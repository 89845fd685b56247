// ABOUTME: Integration tests for the netlify-upload binary.
// ABOUTME: Validates --help output and failures reported before any network call.

use assert_cmd::Command;
use predicates::prelude::*;

const INPUTS: [&str; 4] = [
    "INPUT_NETLIFY-TOKEN",
    "INPUT_SITE-NAME",
    "INPUT_SOURCE-FILE",
    "INPUT_DESTINATION-PATH",
];

fn netlify_upload_cmd() -> Command {
    let mut cmd = Command::new(assert_cmd::cargo::cargo_bin!("netlify-upload"));
    for name in INPUTS {
        cmd.env_remove(name);
    }
    cmd
}

#[test]
fn help_shows_flags() {
    netlify_upload_cmd()
        .arg("--help")
        .assert()
        .success()
        .stdout(predicate::str::contains("--config"))
        .stdout(predicate::str::contains("--output"))
        .stdout(predicate::str::contains("--verbose"));
}

#[test]
fn missing_token_fails_with_actions_error() {
    let temp_dir = tempfile::tempdir().unwrap();

    netlify_upload_cmd()
        .current_dir(temp_dir.path())
        .assert()
        .failure()
        .stdout(predicate::str::contains(
            "::error::Input netlify-token is required but was not given",
        ));
}

#[test]
fn token_is_masked_before_later_errors() {
    let temp_dir = tempfile::tempdir().unwrap();

    netlify_upload_cmd()
        .current_dir(temp_dir.path())
        .env("INPUT_NETLIFY-TOKEN", "tok-secret-42")
        .env("INPUT_SITE-NAME", "demo")
        .env("INPUT_SOURCE-FILE", "a.txt\nb.txt")
        .env("INPUT_DESTINATION-PATH", "/a.txt")
        .assert()
        .failure()
        .stdout(predicate::str::contains("::add-mask::tok-secret-42"))
        .stdout(predicate::str::contains(
            "::error::Got 2 source file(s) but 1 destination path(s)",
        ));
}

#[test]
fn illegal_destination_fails_in_json_mode() {
    let temp_dir = tempfile::tempdir().unwrap();
    std::fs::write(temp_dir.path().join("a.txt"), "hello").unwrap();

    netlify_upload_cmd()
        .current_dir(temp_dir.path())
        .args(["--output", "json"])
        .env("INPUT_NETLIFY-TOKEN", "tok")
        .env("INPUT_SITE-NAME", "demo")
        .env("INPUT_SOURCE-FILE", "a.txt")
        .env("INPUT_DESTINATION-PATH", "/a#b.txt")
        .assert()
        .failure()
        .stdout(predicate::str::contains(r#""level":"error""#))
        .stdout(predicate::str::contains("illegal characters"));
}

#[test]
fn missing_source_file_fails() {
    let temp_dir = tempfile::tempdir().unwrap();

    netlify_upload_cmd()
        .current_dir(temp_dir.path())
        .env("INPUT_NETLIFY-TOKEN", "tok")
        .env("INPUT_SITE-NAME", "demo")
        .env("INPUT_SOURCE-FILE", "does-not-exist.txt")
        .env("INPUT_DESTINATION-PATH", "/x.txt")
        .assert()
        .failure()
        .stdout(predicate::str::contains("::error::Error opening source file does-not-exist.txt"));
}

#[test]
fn invalid_settings_file_fails() {
    let temp_dir = tempfile::tempdir().unwrap();
    let settings = temp_dir.path().join("custom.yml");
    std::fs::write(&settings, "upload_concurrency: 0").unwrap();

    netlify_upload_cmd()
        .current_dir(temp_dir.path())
        .arg("--config")
        .arg(&settings)
        .assert()
        .failure()
        .stdout(predicate::str::contains("::error::Invalid settings"));
}
// ABOUTME: Shutdown signal handling for the CLI.
// ABOUTME: First signal cancels the run so it can roll back; a second one forces exit.

use std::future::Future;

use tokio_util::sync::CancellationToken;

/// Exit status used when a second signal interrupts rollback.
pub const FORCED_EXIT_CODE: i32 = 130;

/// Cancel `cancel` on the first signal from `next_signal`.
///
/// Returns true when a second signal arrives, meaning the caller should
/// exit without waiting for rollback to finish. Returns false if the
/// signal source fails.
pub async fn watch<S, F>(cancel: CancellationToken, mut next_signal: S) -> bool
where
    S: FnMut() -> F,
    F: Future<Output = bool>,
{
    if !next_signal().await {
        return false;
    }
    tracing::warn!("received shutdown signal, cancelling deploy");
    cancel.cancel();

    if !next_signal().await {
        return false;
    }
    tracing::warn!("received second shutdown signal, exiting without waiting for rollback");
    true
}

#[cfg(test)]
mod tests {
    use super::*;
    use std::collections::VecDeque;

    fn signals(results: &[bool]) -> impl FnMut() -> std::future::Ready<bool> {
        let mut queue: VecDeque<bool> = results.iter().copied().collect();
        move || std::future::ready(queue.pop_front().unwrap_or(false))
    }

    #[tokio::test]
    async fn second_signal_forces_exit() {
        let cancel = CancellationToken::new();
        assert!(watch(cancel.clone(), signals(&[true, true])).await);
        assert!(cancel.is_cancelled());
    }

    #[tokio::test]
    async fn single_signal_only_cancels() {
        let cancel = CancellationToken::new();
        assert!(!watch(cancel.clone(), signals(&[true, false])).await);
        assert!(cancel.is_cancelled());
    }

    #[tokio::test]
    async fn failed_handler_leaves_run_alone() {
        let cancel = CancellationToken::new();
        assert!(!watch(cancel.clone(), signals(&[false])).await);
        assert!(!cancel.is_cancelled());
    }
}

**Work to complete**
Give back exactly the lines from the line holding "shutdown signal, exiting" through the last line of the listing, including both.

**Answer to this task**
    tracing::warn!("received second shutdown signal, exiting without waiting for rollback");
    true
}

#[cfg(test)]
mod tests {
    use super::*;
    use std::collections::VecDeque;

    fn signals(results: &[bool]) -> impl FnMut() -> std::future::Ready<bool> {
        let mut queue: VecDeque<bool> = results.iter().copied().collect();
        move || std::future::ready(queue.pop_front().unwrap_or(false))
    }

    #[tokio::test]
    async fn second_signal_forces_exit() {
        let cancel = CancellationToken::new();
        assert!(watch(cancel.clone(), signals(&[true, true])).await);
        assert!(cancel.is_cancelled());
    }

    #[tokio::test]
    async fn single_signal_only_cancels() {
        let cancel = CancellationToken::new();
        assert!(!watch(cancel.clone(), signals(&[true, false])).await);
        assert!(cancel.is_cancelled());
    }

    #[tokio::test]
    async fn failed_handler_leaves_run_alone() {
        let cancel = CancellationToken::new();
        assert!(!watch(cancel.clone(), signals(&[false])).await);
        assert!(!cancel.is_cancelled());
    }
}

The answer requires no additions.